## [Assignment]
The entries below contain a stretch that opens with the line containing "(exit code 5)" and closes with the line containing "from the message"; set down that stretch exactly, both ends included, and nothing else.

## [Collection entries]
"""
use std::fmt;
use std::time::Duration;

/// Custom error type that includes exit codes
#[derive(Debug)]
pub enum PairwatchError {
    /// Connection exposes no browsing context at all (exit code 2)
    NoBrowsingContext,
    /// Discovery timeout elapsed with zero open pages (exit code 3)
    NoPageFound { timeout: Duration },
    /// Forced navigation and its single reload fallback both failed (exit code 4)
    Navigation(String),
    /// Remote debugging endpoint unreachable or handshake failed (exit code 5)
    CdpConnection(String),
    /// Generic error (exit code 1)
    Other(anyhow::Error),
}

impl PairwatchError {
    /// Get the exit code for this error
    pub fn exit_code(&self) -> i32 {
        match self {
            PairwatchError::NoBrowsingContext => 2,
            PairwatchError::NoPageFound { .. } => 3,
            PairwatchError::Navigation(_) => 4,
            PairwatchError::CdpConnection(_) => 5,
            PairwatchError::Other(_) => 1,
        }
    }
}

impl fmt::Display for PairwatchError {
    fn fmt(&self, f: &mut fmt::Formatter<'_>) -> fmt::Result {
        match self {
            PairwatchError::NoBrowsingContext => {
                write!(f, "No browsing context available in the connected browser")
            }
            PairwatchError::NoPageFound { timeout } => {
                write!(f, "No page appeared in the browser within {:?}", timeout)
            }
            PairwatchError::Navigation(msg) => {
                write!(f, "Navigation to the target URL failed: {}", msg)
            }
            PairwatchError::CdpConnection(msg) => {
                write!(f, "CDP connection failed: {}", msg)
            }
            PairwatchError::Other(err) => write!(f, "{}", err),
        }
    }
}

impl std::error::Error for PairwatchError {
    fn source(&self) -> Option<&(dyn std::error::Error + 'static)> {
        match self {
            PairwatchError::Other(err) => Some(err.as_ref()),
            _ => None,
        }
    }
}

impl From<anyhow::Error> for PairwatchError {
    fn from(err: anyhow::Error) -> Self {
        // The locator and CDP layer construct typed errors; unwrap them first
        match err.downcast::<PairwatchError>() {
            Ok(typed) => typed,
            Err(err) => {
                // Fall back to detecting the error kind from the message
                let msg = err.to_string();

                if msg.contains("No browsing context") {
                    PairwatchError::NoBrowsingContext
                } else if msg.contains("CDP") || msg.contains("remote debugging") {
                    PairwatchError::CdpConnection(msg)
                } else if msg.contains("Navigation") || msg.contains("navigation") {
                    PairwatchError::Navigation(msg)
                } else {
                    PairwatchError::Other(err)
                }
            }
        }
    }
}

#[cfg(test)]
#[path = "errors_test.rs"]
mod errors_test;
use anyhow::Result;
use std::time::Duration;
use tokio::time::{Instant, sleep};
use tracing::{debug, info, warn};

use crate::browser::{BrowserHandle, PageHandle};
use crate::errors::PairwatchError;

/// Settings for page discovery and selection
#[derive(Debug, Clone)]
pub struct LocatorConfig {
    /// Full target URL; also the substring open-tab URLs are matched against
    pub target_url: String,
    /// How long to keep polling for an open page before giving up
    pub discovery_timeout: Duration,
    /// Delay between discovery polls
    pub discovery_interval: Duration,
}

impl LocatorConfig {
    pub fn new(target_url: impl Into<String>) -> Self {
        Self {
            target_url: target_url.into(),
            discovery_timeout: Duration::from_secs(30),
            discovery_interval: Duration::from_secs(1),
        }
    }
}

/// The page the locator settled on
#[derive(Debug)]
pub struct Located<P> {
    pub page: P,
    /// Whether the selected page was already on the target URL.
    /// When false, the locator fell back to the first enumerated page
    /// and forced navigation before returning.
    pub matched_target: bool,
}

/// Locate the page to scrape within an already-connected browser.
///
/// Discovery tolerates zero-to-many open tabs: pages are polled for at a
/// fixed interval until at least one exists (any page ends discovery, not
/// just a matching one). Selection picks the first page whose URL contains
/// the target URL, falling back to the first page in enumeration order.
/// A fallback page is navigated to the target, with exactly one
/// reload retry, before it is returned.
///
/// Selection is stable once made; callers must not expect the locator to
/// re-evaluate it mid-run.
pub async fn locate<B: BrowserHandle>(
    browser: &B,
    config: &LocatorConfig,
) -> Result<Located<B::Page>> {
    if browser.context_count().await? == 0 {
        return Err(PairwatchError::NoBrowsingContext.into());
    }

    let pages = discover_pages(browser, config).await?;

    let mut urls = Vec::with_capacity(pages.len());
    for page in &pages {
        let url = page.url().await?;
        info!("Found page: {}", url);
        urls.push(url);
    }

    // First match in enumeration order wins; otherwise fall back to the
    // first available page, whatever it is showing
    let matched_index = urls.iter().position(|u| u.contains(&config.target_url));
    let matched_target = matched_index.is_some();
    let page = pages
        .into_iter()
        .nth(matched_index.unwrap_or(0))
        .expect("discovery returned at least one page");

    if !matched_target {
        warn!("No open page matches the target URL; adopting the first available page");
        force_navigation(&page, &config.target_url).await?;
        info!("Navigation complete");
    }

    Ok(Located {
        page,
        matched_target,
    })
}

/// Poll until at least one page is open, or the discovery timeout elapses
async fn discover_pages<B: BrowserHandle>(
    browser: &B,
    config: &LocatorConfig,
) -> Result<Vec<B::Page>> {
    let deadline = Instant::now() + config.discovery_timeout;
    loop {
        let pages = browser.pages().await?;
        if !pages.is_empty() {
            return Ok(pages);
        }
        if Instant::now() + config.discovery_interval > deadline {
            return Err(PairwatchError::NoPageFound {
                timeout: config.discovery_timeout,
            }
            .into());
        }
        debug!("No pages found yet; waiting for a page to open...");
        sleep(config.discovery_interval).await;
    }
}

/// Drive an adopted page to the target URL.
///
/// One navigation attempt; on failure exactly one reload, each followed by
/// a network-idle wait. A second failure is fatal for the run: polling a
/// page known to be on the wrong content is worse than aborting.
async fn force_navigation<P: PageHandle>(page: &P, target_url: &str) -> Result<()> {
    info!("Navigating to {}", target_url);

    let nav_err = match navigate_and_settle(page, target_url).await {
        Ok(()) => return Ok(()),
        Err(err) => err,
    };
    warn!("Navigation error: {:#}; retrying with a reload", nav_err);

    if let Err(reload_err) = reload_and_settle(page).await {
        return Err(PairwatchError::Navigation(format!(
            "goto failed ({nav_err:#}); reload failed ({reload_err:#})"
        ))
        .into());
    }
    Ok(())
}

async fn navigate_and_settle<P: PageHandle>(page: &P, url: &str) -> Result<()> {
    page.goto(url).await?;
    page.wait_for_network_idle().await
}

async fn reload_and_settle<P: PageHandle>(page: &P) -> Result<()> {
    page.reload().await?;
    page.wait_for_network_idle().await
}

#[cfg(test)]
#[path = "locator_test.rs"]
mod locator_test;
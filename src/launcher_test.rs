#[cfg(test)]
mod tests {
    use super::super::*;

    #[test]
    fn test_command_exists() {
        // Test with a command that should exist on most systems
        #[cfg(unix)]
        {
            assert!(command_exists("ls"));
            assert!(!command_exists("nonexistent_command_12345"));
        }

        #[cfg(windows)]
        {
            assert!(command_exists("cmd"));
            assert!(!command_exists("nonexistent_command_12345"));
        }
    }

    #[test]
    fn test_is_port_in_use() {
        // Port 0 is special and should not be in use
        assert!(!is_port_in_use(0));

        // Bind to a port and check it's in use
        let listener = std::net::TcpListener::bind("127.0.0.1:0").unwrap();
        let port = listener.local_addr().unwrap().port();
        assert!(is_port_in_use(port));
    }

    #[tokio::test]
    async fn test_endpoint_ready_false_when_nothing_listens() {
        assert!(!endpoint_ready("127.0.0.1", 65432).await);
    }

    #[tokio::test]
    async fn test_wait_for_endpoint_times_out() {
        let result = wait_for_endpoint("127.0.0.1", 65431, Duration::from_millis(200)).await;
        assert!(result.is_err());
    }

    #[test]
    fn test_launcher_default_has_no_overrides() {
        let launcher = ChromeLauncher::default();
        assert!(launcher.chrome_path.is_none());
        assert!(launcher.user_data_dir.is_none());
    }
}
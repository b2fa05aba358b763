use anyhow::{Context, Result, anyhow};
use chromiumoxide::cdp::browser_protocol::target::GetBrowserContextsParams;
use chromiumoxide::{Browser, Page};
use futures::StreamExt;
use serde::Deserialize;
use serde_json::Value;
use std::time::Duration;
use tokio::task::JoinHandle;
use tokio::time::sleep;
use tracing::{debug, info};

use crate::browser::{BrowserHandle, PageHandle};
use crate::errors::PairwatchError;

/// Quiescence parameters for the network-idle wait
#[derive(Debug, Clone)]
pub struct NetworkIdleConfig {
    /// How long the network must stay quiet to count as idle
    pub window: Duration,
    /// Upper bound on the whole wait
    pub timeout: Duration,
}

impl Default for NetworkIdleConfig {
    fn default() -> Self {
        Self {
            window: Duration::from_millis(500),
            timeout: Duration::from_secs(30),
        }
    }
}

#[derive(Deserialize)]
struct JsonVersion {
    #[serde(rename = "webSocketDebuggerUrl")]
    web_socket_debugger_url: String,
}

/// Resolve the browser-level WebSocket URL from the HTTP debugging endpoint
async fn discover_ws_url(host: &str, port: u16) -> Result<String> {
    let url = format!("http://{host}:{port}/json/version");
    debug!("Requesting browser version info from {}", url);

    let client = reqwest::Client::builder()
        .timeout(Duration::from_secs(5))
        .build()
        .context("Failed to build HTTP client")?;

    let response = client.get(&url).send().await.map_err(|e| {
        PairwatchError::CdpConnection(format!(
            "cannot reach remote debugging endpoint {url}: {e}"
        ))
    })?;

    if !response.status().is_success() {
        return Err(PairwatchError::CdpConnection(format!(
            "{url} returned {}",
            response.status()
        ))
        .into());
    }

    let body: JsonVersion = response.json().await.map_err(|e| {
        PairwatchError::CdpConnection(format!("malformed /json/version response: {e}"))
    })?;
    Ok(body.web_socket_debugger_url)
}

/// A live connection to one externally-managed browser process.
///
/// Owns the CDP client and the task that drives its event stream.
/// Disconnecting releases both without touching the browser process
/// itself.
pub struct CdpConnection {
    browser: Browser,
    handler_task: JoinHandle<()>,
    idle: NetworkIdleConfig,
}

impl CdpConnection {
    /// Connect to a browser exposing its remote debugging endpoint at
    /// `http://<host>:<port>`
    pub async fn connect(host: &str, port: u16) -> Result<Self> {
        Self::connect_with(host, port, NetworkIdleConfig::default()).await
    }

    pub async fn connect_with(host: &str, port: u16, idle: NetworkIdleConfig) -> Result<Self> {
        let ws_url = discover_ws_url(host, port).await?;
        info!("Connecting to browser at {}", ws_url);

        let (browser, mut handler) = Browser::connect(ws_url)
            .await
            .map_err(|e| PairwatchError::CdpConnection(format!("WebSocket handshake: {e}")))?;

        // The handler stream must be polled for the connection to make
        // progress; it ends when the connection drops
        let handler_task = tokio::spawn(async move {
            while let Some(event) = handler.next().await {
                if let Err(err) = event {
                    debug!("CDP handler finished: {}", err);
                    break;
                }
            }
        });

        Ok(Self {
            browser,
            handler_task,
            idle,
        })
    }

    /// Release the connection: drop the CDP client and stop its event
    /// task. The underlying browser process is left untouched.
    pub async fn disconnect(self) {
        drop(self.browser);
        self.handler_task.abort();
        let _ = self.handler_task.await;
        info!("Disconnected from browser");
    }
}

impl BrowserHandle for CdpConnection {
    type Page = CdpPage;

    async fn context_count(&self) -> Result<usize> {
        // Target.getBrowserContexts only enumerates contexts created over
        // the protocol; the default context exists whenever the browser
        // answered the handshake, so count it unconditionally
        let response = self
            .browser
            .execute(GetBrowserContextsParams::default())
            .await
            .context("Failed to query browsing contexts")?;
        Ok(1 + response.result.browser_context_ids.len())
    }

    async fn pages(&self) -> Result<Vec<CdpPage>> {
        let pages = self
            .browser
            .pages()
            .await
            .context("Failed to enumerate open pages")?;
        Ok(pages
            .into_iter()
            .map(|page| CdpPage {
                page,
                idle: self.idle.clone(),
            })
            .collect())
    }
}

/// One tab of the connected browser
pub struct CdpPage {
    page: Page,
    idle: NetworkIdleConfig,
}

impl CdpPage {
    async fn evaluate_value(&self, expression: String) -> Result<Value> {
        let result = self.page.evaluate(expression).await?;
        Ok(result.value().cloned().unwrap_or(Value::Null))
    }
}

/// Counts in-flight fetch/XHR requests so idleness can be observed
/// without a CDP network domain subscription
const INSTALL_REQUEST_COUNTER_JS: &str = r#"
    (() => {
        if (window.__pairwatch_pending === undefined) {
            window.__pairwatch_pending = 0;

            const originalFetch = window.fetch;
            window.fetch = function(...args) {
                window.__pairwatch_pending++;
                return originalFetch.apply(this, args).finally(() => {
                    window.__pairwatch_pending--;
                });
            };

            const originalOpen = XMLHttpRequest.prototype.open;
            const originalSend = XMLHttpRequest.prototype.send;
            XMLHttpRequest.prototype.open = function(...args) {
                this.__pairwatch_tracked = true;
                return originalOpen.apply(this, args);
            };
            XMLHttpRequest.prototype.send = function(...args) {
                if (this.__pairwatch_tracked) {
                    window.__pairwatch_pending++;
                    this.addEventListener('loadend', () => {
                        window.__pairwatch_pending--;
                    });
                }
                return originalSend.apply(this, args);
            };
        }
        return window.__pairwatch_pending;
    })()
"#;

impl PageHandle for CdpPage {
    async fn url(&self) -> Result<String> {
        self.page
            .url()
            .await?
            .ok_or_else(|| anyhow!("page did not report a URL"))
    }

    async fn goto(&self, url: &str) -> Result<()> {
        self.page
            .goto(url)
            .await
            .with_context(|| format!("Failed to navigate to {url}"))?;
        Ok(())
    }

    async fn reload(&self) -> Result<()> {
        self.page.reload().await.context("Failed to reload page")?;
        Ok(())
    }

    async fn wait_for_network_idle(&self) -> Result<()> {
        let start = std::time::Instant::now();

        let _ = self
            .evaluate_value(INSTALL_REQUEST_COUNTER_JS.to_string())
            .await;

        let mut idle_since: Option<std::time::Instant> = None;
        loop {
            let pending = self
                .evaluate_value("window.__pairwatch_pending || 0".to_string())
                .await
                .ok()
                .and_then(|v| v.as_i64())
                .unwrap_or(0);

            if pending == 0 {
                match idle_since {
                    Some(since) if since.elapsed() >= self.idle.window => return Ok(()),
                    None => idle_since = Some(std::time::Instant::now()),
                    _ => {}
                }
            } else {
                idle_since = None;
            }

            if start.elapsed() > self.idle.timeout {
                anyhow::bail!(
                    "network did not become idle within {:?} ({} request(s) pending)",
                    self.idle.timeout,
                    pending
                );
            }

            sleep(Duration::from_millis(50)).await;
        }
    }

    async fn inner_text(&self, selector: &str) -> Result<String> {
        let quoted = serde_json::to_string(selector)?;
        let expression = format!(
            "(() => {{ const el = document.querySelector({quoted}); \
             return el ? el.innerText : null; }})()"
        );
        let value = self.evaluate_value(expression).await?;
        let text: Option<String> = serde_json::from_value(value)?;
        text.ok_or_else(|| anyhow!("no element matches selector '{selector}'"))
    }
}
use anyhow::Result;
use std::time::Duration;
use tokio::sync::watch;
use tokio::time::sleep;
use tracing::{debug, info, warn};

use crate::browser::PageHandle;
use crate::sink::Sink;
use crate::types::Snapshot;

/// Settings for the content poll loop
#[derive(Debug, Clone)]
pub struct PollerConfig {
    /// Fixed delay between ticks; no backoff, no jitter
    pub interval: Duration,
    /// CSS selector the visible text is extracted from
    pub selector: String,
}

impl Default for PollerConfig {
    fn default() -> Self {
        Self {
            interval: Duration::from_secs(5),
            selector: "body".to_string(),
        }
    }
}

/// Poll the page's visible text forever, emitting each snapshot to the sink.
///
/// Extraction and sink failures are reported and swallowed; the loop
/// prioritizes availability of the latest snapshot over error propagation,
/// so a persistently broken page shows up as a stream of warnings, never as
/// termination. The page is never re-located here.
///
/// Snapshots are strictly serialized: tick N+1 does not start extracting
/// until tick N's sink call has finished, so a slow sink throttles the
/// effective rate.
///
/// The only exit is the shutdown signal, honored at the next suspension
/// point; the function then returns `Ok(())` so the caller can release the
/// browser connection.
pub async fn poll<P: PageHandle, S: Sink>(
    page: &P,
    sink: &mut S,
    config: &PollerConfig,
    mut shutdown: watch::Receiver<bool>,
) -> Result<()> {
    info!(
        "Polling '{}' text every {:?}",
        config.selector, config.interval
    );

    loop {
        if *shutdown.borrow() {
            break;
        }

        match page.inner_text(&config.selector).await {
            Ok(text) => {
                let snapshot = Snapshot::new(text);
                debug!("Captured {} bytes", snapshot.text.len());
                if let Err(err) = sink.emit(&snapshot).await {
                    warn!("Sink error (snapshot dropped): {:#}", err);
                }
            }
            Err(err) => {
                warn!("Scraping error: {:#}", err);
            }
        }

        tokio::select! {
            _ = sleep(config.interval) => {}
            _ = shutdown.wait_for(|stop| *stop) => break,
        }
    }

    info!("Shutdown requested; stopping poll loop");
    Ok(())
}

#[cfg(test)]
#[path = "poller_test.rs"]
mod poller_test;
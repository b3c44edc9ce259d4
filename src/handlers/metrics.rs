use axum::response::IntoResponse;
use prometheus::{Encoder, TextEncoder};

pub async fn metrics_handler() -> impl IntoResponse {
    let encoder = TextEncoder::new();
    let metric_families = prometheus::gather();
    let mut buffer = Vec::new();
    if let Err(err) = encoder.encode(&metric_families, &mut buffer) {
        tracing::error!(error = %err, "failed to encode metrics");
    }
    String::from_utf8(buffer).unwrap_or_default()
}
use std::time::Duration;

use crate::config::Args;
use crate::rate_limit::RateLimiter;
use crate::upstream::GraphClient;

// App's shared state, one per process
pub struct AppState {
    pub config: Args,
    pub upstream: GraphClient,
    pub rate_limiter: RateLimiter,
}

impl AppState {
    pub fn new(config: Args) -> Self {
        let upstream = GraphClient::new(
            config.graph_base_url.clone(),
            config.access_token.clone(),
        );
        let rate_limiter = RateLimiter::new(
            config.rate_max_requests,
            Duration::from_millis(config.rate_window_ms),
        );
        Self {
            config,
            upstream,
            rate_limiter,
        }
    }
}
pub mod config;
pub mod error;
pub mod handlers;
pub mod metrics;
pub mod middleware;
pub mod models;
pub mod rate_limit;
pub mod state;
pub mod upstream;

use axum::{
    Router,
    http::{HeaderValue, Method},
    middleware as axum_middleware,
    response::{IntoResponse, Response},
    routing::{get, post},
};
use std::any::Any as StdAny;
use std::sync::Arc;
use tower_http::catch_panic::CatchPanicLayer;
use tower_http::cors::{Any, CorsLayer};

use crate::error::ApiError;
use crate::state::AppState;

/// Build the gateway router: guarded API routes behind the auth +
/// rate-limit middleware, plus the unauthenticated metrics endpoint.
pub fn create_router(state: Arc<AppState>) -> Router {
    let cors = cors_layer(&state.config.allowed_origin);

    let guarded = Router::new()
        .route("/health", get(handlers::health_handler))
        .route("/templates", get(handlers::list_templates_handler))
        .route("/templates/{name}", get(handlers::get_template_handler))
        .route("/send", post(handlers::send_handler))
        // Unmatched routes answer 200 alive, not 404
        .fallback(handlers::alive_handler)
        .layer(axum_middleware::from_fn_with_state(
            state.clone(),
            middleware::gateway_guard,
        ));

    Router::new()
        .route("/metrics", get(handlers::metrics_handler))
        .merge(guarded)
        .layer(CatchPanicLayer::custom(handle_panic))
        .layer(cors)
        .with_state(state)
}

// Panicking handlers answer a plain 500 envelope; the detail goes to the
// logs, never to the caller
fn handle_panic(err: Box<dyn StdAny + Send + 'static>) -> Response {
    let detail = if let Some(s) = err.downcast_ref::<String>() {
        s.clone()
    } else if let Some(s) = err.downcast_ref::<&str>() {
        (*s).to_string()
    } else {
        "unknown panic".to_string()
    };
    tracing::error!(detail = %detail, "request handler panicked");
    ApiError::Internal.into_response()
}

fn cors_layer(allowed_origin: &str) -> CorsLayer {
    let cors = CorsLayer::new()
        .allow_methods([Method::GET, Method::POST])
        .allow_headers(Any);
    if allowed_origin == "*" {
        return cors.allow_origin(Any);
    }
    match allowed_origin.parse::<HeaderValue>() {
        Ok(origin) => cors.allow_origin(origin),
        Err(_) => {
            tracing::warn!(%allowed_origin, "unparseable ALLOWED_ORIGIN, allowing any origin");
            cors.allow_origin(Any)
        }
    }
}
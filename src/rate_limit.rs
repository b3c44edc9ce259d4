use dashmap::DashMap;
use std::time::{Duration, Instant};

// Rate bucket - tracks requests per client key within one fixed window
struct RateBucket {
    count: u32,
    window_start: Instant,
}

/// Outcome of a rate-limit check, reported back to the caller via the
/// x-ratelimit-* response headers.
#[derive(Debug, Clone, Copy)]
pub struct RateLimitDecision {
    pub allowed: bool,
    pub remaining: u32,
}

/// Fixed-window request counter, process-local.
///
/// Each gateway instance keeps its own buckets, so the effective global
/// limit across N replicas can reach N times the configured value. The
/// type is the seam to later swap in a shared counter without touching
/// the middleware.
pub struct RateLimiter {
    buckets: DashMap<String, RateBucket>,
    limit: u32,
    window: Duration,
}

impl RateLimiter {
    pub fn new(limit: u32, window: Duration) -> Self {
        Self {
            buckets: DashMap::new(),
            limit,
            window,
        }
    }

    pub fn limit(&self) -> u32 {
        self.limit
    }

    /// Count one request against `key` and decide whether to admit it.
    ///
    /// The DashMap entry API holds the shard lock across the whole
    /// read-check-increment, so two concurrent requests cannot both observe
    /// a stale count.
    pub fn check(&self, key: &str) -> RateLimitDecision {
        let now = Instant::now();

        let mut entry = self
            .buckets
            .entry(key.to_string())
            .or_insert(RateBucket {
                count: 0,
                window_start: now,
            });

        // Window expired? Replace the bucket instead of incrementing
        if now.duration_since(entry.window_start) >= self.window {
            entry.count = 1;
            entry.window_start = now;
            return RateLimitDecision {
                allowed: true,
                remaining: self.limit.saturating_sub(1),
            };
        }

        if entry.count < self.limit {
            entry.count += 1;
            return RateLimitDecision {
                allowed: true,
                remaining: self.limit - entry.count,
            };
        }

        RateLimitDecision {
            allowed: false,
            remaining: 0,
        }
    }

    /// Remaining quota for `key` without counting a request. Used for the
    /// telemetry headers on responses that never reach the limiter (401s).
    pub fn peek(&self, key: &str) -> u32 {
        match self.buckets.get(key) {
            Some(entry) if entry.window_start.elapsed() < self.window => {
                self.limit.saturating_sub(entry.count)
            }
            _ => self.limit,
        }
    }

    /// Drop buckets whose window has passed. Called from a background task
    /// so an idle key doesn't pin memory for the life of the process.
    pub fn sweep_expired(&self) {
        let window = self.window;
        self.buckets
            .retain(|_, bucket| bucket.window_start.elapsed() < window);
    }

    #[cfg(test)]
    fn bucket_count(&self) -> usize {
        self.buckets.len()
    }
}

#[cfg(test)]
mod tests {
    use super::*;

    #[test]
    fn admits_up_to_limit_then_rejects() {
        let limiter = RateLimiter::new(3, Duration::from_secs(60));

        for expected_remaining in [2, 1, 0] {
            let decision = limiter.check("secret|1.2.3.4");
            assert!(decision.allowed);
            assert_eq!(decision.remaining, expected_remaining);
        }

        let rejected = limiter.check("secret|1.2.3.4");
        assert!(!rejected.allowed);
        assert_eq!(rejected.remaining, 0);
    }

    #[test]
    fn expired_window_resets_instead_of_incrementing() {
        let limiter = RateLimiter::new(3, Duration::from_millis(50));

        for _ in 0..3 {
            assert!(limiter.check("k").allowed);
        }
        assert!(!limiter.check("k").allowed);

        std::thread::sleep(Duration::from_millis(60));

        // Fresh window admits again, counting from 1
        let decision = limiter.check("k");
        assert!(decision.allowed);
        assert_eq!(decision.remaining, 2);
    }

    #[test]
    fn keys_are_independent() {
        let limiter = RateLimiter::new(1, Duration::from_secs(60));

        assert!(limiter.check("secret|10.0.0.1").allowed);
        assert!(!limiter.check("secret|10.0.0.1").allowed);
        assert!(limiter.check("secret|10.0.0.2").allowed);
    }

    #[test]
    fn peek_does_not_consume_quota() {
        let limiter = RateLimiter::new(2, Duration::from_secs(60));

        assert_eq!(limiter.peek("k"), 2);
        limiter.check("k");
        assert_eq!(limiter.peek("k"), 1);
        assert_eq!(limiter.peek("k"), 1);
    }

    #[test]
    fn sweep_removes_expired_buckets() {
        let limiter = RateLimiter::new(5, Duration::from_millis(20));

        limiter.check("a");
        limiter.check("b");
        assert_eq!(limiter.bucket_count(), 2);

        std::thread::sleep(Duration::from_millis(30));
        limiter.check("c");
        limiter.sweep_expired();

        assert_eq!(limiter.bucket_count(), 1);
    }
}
"""
## [Your solution]
    /// Remote debugging endpoint unreachable or handshake failed (exit code 5)
    CdpConnection(String),
    /// Generic error (exit code 1)
    Other(anyhow::Error),
}

impl PairwatchError {
    /// Get the exit code for this error
    pub fn exit_code(&self) -> i32 {
        match self {
            PairwatchError::NoBrowsingContext => 2,
            PairwatchError::NoPageFound { .. } => 3,
            PairwatchError::Navigation(_) => 4,
            PairwatchError::CdpConnection(_) => 5,
            PairwatchError::Other(_) => 1,
        }
    }
}

impl fmt::Display for PairwatchError {
    fn fmt(&self, f: &mut fmt::Formatter<'_>) -> fmt::Result {
        match self {
            PairwatchError::NoBrowsingContext => {
                write!(f, "No browsing context available in the connected browser")
            }
            PairwatchError::NoPageFound { timeout } => {
                write!(f, "No page appeared in the browser within {:?}", timeout)
            }
            PairwatchError::Navigation(msg) => {
                write!(f, "Navigation to the target URL failed: {}", msg)
            }
            PairwatchError::CdpConnection(msg) => {
                write!(f, "CDP connection failed: {}", msg)
            }
            PairwatchError::Other(err) => write!(f, "{}", err),
        }
    }
}

impl std::error::Error for PairwatchError {
    fn source(&self) -> Option<&(dyn std::error::Error + 'static)> {
        match self {
            PairwatchError::Other(err) => Some(err.as_ref()),
            _ => None,
        }
    }
}

impl From<anyhow::Error> for PairwatchError {
    fn from(err: anyhow::Error) -> Self {
        // The locator and CDP layer construct typed errors; unwrap them first
        match err.downcast::<PairwatchError>() {
            Ok(typed) => typed,
            Err(err) => {
                // Fall back to detecting the error kind from the message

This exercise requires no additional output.